= Task details =
Would you please copy the part of the material below that opens with the line containing "impl EventSink for NullSink" and closes with the line containing "- HR_STORE_OUT_OF_ORDER (FATAL)"? Copy it exactly, and only it.

= Extracted material =
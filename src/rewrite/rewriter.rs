//! The rewriter contract and its trivial implementations
//!
//! A rewriter consumes one change-set and writes zero, one or many
//! change-sets to a sink. Writing nothing suppresses the input.

use crate::event::ChangeSet;

use super::errors::RewriteResult;
use super::sink::EventSink;

/// A single-input, multi-output transformation over change-sets.
pub trait EventRewriter {
    fn rewrite(&mut self, change_set: ChangeSet, sink: &mut dyn EventSink) -> RewriteResult<()>;
}

/// Passes every change-set through unchanged.
#[derive(Debug, Default, Clone, Copy)]
pub struct IdentityRewriter;

impl EventRewriter for IdentityRewriter {
    fn rewrite(&mut self, change_set: ChangeSet, sink: &mut dyn EventSink) -> RewriteResult<()> {
        sink.write(change_set)
    }
}

/// Writes every change-set twice: a deep copy, then the input itself.
#[derive(Debug, Default, Clone, Copy)]
pub struct CopyRewriter;

impl EventRewriter for CopyRewriter {
    fn rewrite(&mut self, change_set: ChangeSet, sink: &mut dyn EventSink) -> RewriteResult<()> {
        sink.write(change_set.copy())?;
        sink.write(change_set)
    }
}

/// Forks the stream: writes an unmodified copy of the input, then whatever
/// the inner rewriter produces from the original.
pub struct ForkRewriter {
    inner: Box<dyn EventRewriter>,
}

impl ForkRewriter {
    pub fn new(inner: Box<dyn EventRewriter>) -> Self {
        Self { inner }
    }
}

impl EventRewriter for ForkRewriter {
    fn rewrite(&mut self, change_set: ChangeSet, sink: &mut dyn EventSink) -> RewriteResult<()> {
        sink.write(change_set.copy())?;
        self.inner.rewrite(change_set, sink)
    }
}

/// Rewriter adapter for a closure.
pub struct FnRewriter<F>(pub F);

impl<F> EventRewriter for FnRewriter<F>
where
    F: FnMut(ChangeSet, &mut dyn EventSink) -> RewriteResult<()>,
{
    fn rewrite(&mut self, change_set: ChangeSet, sink: &mut dyn EventSink) -> RewriteResult<()> {
        (self.0)(change_set, sink)
    }
}
//! Visitor callbacks and change-set traversal

use crate::event::{BranchEvent, ChangeSet, CommitEvent, EventMut, ItemCreation, ItemDeletion, ItemUpdate};
use crate::rewrite::{EventSink, RewriteResult};

/// Verdict of a visitor on one event.
#[derive(Debug, Clone, Copy, PartialEq, Eq)]
pub enum Outcome {
    /// Keep the event, possibly mutated in place.
    Apply,
    /// Drop the event from the change-set.
    Skip,
}

/// Callbacks for each event kind. Every default keeps the event.
pub trait EventVisitor {
    /// Called once per change-set before any event is visited.
    fn begin(&mut self, _change_set: &mut ChangeSet) -> RewriteResult<()> {
        Ok(())
    }

    fn visit_branch(&mut self, _event: &mut BranchEvent) -> RewriteResult<Outcome> {
        Ok(Outcome::Apply)
    }

    fn visit_deletion(&mut self, _event: &mut ItemDeletion) -> RewriteResult<Outcome> {
        Ok(Outcome::Apply)
    }

    fn visit_creation(&mut self, _event: &mut ItemCreation) -> RewriteResult<Outcome> {
        Ok(Outcome::Apply)
    }

    fn visit_update(&mut self, _event: &mut ItemUpdate) -> RewriteResult<Outcome> {
        Ok(Outcome::Apply)
    }

    fn visit_commit(&mut self, _event: &mut CommitEvent) -> RewriteResult<Outcome> {
        Ok(Outcome::Apply)
    }
}

/// Routes one event to the matching callback.
pub fn dispatch<V: EventVisitor + ?Sized>(visitor: &mut V, event: EventMut<'_>) -> RewriteResult<Outcome> {
    match event {
        EventMut::Branch(e) => visitor.visit_branch(e),
        EventMut::Deletion(e) => visitor.visit_deletion(e),
        EventMut::Creation(e) => visitor.visit_creation(e),
        EventMut::Update(e) => visitor.visit_update(e),
        EventMut::Commit(e) => visitor.visit_commit(e),
    }
}

/// Rebuilds `events` from those the visitor applies, preserving order.
fn retain_applied<V, E, F>(visitor: &mut V, events: Vec<E>, view: F) -> RewriteResult<Vec<E>>
where
    V: EventVisitor + ?Sized,
    F: Fn(&mut E) -> EventMut<'_>,
{
    let mut kept = Vec::with_capacity(events.len());
    for mut event in events {
        if dispatch(visitor, view(&mut event))? == Outcome::Apply {
            kept.push(event);
        }
    }
    Ok(kept)
}

/// Visits every event of `change_set` in processing order, dropping the
/// skipped ones.
pub fn visit_change_set<V: EventVisitor + ?Sized>(visitor: &mut V, change_set: &mut ChangeSet) -> RewriteResult<()> {
    visitor.begin(change_set)?;

    let branches = std::mem::take(&mut change_set.branch_events);
    change_set.branch_events = retain_applied(visitor, branches, |e| EventMut::Branch(e))?;

    let deletions = std::mem::take(&mut change_set.deletions);
    change_set.deletions = retain_applied(visitor, deletions, |e| EventMut::Deletion(e))?;

    let creations = std::mem::take(&mut change_set.creations);
    change_set.creations = retain_applied(visitor, creations, |e| EventMut::Creation(e))?;

    let updates = std::mem::take(&mut change_set.updates);
    let mut updates = retain_applied(visitor, updates, |e| EventMut::Update(e))?;
    updates.retain(|u| !u.values.is_empty());
    change_set.updates = updates;

    if let Some(mut commit) = change_set.commit.take() {
        if dispatch(visitor, EventMut::Commit(&mut commit))? == Outcome::Apply {
            change_set.commit = Some(commit);
        }
    }
    Ok(())
}

/// Visits `change_set` and writes the result to `sink`.
pub fn rewrite_visiting<V: EventVisitor + ?Sized>(
    visitor: &mut V,
    mut change_set: ChangeSet,
    sink: &mut dyn EventSink,
) -> RewriteResult<()> {
    visit_change_set(visitor, &mut change_set)?;
    sink.write(change_set)
}
//! CLI-specific error types
//!
//! All CLI errors are fatal: the process exits with status 1.

use std::io;

use thiserror::Error;

use crate::replay::ReplayError;
use crate::store::StoreError;

/// CLI result type
pub type CliResult<T> = Result<T, CliError>;

#[derive(Debug, Error)]
pub enum CliError {
    #[error("HR_CLI_IO: {0}")]
    Io(#[from] io::Error),

    #[error("HR_CLI_JSON: {0}")]
    Json(#[from] serde_json::Error),

    #[error("{}: {0}", .0.code())]
    Replay(#[from] ReplayError),

    #[error("{}: {0}", .0.code())]
    Store(#[from] StoreError),
}

impl CliError {
    /// Get the error code string
    pub fn code(&self) -> &'static str {
        match self {
            CliError::Io(_) => "HR_CLI_IO",
            CliError::Json(_) => "HR_CLI_JSON",
            CliError::Replay(e) => e.code(),
            CliError::Store(e) => e.code(),
        }
    }
}
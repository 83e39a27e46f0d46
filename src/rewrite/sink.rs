//! Receivers of rewritten change-sets

use crate::event::ChangeSet;

use super::errors::RewriteResult;

/// Accepts the output of a rewriter.
pub trait EventSink {
    /// Receives one change-set. May be called any number of times per input.
    fn write(&mut self, change_set: ChangeSet) -> RewriteResult<()>;
}

/// Collects everything written, in order.
impl EventSink for Vec<ChangeSet> {
    fn write(&mut self, change_set: ChangeSet) -> RewriteResult<()> {
        self.push(change_set);
        Ok(())
    }
}

/// Sink adapter for a closure.
pub struct FnSink<F>(pub F);

impl<F> EventSink for FnSink<F>
where
    F: FnMut(ChangeSet) -> RewriteResult<()>,
{
    fn write(&mut self, change_set: ChangeSet) -> RewriteResult<()> {
        (self.0)(change_set)
    }
}

/// Discards its input.
#[derive(Debug, Default, Clone, Copy)]
pub struct NullSink;

impl EventSink for NullSink {
    fn write(&mut self, _change_set: ChangeSet) -> RewriteResult<()> {
        Ok(())
    }
}
//! Store error types
//!
//! Error codes:
//! - HR_STORE_IO (FATAL)
//! - HR_STORE_CORRUPTION (FATAL)
//! - HR_STORE_SERIALIZATION (FATAL)
//! - HR_STORE_OUT_OF_ORDER (FATAL)
//! - HR_STORE_CLOSED (FATAL)
//! - HR_STORE_COMMIT_FAILED (ERROR, destination left at the last good commit)

use std::io;

use thiserror::Error;

use crate::event::Revision;

/// Result type for store operations
pub type StoreResult<T> = Result<T, StoreError>;

/// Errors raised by source and destination stores
#[derive(Debug, Error)]
pub enum StoreError {
    #[error("I/O error: {context}: {source}")]
    Io {
        context: String,
        #[source]
        source: io::Error,
    },

    #[error("Store corruption at line {line}: {reason}")]
    Corruption { line: u64, reason: String },

    #[error("Serialization error: {0}")]
    Serialization(#[from] serde_json::Error),

    #[error("Change-set for revision {revision} arrives after revision {last_committed}")]
    OutOfOrder {
        last_committed: Revision,
        revision: Revision,
    },

    #[error("{0} already closed")]
    Closed(&'static str),

    #[error("Commit failed after revision {last_committed}: {reason}")]
    CommitFailed {
        last_committed: Revision,
        reason: String,
    },
}

impl StoreError {
    /// Wrap an I/O error with context
    pub fn io(context: impl Into<String>, source: io::Error) -> Self {
        StoreError::Io {
            context: context.into(),
            source,
        }
    }

    /// Returns the stable error code
    pub fn code(&self) -> &'static str {
        match self {
            StoreError::Io { .. } => "HR_STORE_IO",
            StoreError::Corruption { .. } => "HR_STORE_CORRUPTION",
            StoreError::Serialization(_) => "HR_STORE_SERIALIZATION",
            StoreError::OutOfOrder { .. } => "HR_STORE_OUT_OF_ORDER",
            StoreError::Closed(_) => "HR_STORE_CLOSED",
            StoreError::CommitFailed { .. } => "HR_STORE_COMMIT_FAILED",
        }
    }

    /// Commit failures leave the destination consistent; everything else is fatal.
    pub fn is_fatal(&self) -> bool {
        !matches!(self, StoreError::CommitFailed { .. })
    }
}

#[cfg(test)]
mod tests {
    use super::*;

    #[test]
    fn test_commit_failure_is_not_fatal() {
        let err = StoreError::CommitFailed {
            last_committed: 4,
            reason: "disk full".into(),
        };
        assert!(!err.is_fatal());
        assert_eq!(err.code(), "HR_STORE_COMMIT_FAILED");
        assert!(err.to_string().contains("after revision 4"));
    }

    #[test]
    fn test_corruption_is_fatal() {
        let err = StoreError::Corruption {
            line: 3,
            reason: "checksum mismatch".into(),
        };
        assert!(err.is_fatal());
    }
}
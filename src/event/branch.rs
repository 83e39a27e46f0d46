//! Branch creation event

use std::collections::BTreeSet;

use serde::{Deserialize, Serialize};

use super::ids::{BranchId, Revision};

/// Creation of a new branch forked from `base_branch_id` at `base_revision_number`.
#[derive(Debug, Clone, PartialEq, Eq, Serialize, Deserialize)]
pub struct BranchEvent {
    /// Revision of the change-set this event belongs to
    pub revision: Revision,
    /// The newly created branch
    pub branch_id: BranchId,
    /// Branch the new branch forks from
    pub base_branch_id: BranchId,
    /// Revision on the base branch at which the fork happens
    pub base_revision_number: Revision,
    /// Types whose instances are copied onto the new branch
    #[serde(default)]
    pub branched_type_names: BTreeSet<String>,
}

impl BranchEvent {
    /// Create a branch event without branched types.
    pub fn new(revision: Revision, branch_id: BranchId, base_branch_id: BranchId, base_revision_number: Revision) -> Self {
        Self {
            revision,
            branch_id,
            base_branch_id,
            base_revision_number,
            branched_type_names: BTreeSet::new(),
        }
    }

    /// Builder-style setter for the branched types.
    pub fn with_types<I, S>(mut self, types: I) -> Self
    where
        I: IntoIterator<Item = S>,
        S: Into<String>,
    {
        self.branched_type_names = types.into_iter().map(Into::into).collect();
        self
    }
}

= Solution to this problem =
impl EventSink for NullSink {
    fn write(&mut self, _change_set: ChangeSet) -> RewriteResult<()> {
        Ok(())
    }
}
//! Store error types
//!
//! Error codes:
//! - HR_STORE_IO (FATAL)
//! - HR_STORE_CORRUPTION (FATAL)
//! - HR_STORE_SERIALIZATION (FATAL)
//! - HR_STORE_OUT_OF_ORDER (FATAL)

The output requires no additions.